── Data ──

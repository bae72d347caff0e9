use geo::Point;
use serde::{Deserialize, Serialize};
use serde_json::{Map, Value};

/// Numeric payload carried by an entity.
///
/// Loaders either attach a full time series (missing samples as `null`) or a
/// single aggregated value.
#[derive(Debug, Clone, PartialEq, Serialize, Deserialize)]
#[serde(untagged)]
pub enum Payload {
    Scalar(f64),
    Series(Vec<Option<f64>>),
}

/// A single geospatial entity, without its hierarchy links.
///
/// The position is a projected (planar) coordinate pair. It may be absent, in
/// which case it can be derived from the entity's children after the forest
/// is assembled.
#[derive(Debug, Clone, PartialEq, Serialize, Deserialize)]
pub struct Entity {
    pub id: String,
    pub name: String,
    #[serde(default)]
    pub position: Option<Point<f64>>,
    #[serde(default)]
    pub data: Option<Payload>,
    /// Auxiliary loader attributes, carried through untouched.
    #[serde(flatten)]
    pub attributes: Map<String, Value>,
}

impl Entity {
    pub fn new(id: impl Into<String>, name: impl Into<String>) -> Self {
        Self {
            id: id.into(),
            name: name.into(),
            position: None,
            data: None,
            attributes: Map::new(),
        }
    }

    pub fn with_position(mut self, x: f64, y: f64) -> Self {
        self.position = Some(Point::new(x, y));
        self
    }

    pub fn with_series(mut self, series: Vec<Option<f64>>) -> Self {
        self.data = Some(Payload::Series(series));
        self
    }

    pub fn with_scalar(mut self, value: f64) -> Self {
        self.data = Some(Payload::Scalar(value));
        self
    }

    pub fn with_attribute(mut self, key: impl Into<String>, value: impl Into<Value>) -> Self {
        self.attributes.insert(key.into(), value.into());
        self
    }

    pub fn x(&self) -> Option<f64> {
        self.position.map(|p| p.x())
    }

    pub fn y(&self) -> Option<f64> {
        self.position.map(|p| p.y())
    }
}

/// Nested, loader-facing form of an entity tree.
///
/// `children: None` means the entity is a leaf; `Some(vec![])` is a declared
/// but empty child list, which the orchestrator reports as a structural
/// warning.
///
/// # Examples
///
/// ```
/// use linea_types::entity::EntityNode;
///
/// let json = r#"{
///     "id": "us", "name": "United States",
///     "position": {"x": 0.0, "y": 0.0},
///     "children": [ {"id": "us-ca", "name": "California", "level": "state"} ]
/// }"#;
/// let node: EntityNode = serde_json::from_str(json).unwrap();
/// assert_eq!(node.children.as_ref().map(Vec::len), Some(1));
/// ```
#[derive(Debug, Clone, PartialEq, Serialize, Deserialize)]
pub struct EntityNode {
    #[serde(flatten)]
    pub entity: Entity,
    #[serde(default)]
    pub children: Option<Vec<EntityNode>>,
}

impl EntityNode {
    pub fn leaf(entity: Entity) -> Self {
        Self {
            entity,
            children: None,
        }
    }

    pub fn with_children(entity: Entity, children: Vec<EntityNode>) -> Self {
        Self {
            entity,
            children: Some(children),
        }
    }

    /// Number of entities in this subtree, the node included.
    pub fn count(&self) -> usize {
        1 + self
            .children
            .iter()
            .flatten()
            .map(EntityNode::count)
            .sum::<usize>()
    }
}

───

▸ Requirement:
Every record, start to finish: reproduce it word for word.

▸ Result below:
repository bae72d347caff0e9
use geo::Point;
use serde::{Deserialize, Serialize};
use serde_json::{Map, Value};

/// Numeric payload carried by an entity.
///
/// Loaders either attach a full time series (missing samples as `null`) or a
/// single aggregated value.
#[derive(Debug, Clone, PartialEq, Serialize, Deserialize)]
#[serde(untagged)]
pub enum Payload {
    Scalar(f64),
    Series(Vec<Option<f64>>),
}

/// A single geospatial entity, without its hierarchy links.
///
/// The position is a projected (planar) coordinate pair. It may be absent, in
/// which case it can be derived from the entity's children after the forest
/// is assembled.
#[derive(Debug, Clone, PartialEq, Serialize, Deserialize)]
pub struct Entity {
    pub id: String,
    pub name: String,
    #[serde(default)]
    pub position: Option<Point<f64>>,
    #[serde(default)]
    pub data: Option<Payload>,
    /// Auxiliary loader attributes, carried through untouched.
    #[serde(flatten)]
    pub attributes: Map<String, Value>,
}

impl Entity {
    pub fn new(id: impl Into<String>, name: impl Into<String>) -> Self {
        Self {
            id: id.into(),
            name: name.into(),
            position: None,
            data: None,
            attributes: Map::new(),
        }
    }

    pub fn with_position(mut self, x: f64, y: f64) -> Self {
        self.position = Some(Point::new(x, y));
        self
    }

    pub fn with_series(mut self, series: Vec<Option<f64>>) -> Self {
        self.data = Some(Payload::Series(series));
        self
    }

    pub fn with_scalar(mut self, value: f64) -> Self {
        self.data = Some(Payload::Scalar(value));
        self
    }

    pub fn with_attribute(mut self, key: impl Into<String>, value: impl Into<Value>) -> Self {
        self.attributes.insert(key.into(), value.into());
        self
    }

    pub fn x(&self) -> Option<f64> {
        self.position.map(|p| p.x())
    }

    pub fn y(&self) -> Option<f64> {
        self.position.map(|p| p.y())
    }
}

/// Nested, loader-facing form of an entity tree.
///
/// `children: None` means the entity is a leaf; `Some(vec![])` is a declared
/// but empty child list, which the orchestrator reports as a structural
/// warning.
///
/// # Examples
///
/// ```
/// use linea_types::entity::EntityNode;
///
/// let json = r#"{
///     "id": "us", "name": "United States",
///     "position": {"x": 0.0, "y": 0.0},
///     "children": [ {"id": "us-ca", "name": "California", "level": "state"} ]
/// }"#;
/// let node: EntityNode = serde_json::from_str(json).unwrap();
/// assert_eq!(node.children.as_ref().map(Vec::len), Some(1));
/// ```
#[derive(Debug, Clone, PartialEq, Serialize, Deserialize)]
pub struct EntityNode {
    #[serde(flatten)]
    pub entity: Entity,
    #[serde(default)]
    pub children: Option<Vec<EntityNode>>,
}

impl EntityNode {
    pub fn leaf(entity: Entity) -> Self {
        Self {
            entity,
            children: None,
        }
    }

    pub fn with_children(entity: Entity, children: Vec<EntityNode>) -> Self {
        Self {
            entity,
            children: Some(children),
        }
    }

    /// Number of entities in this subtree, the node included.
    pub fn count(&self) -> usize {
        1 + self
            .children
            .iter()
            .flatten()
            .map(EntityNode::count)
            .sum::<usize>()
    }
}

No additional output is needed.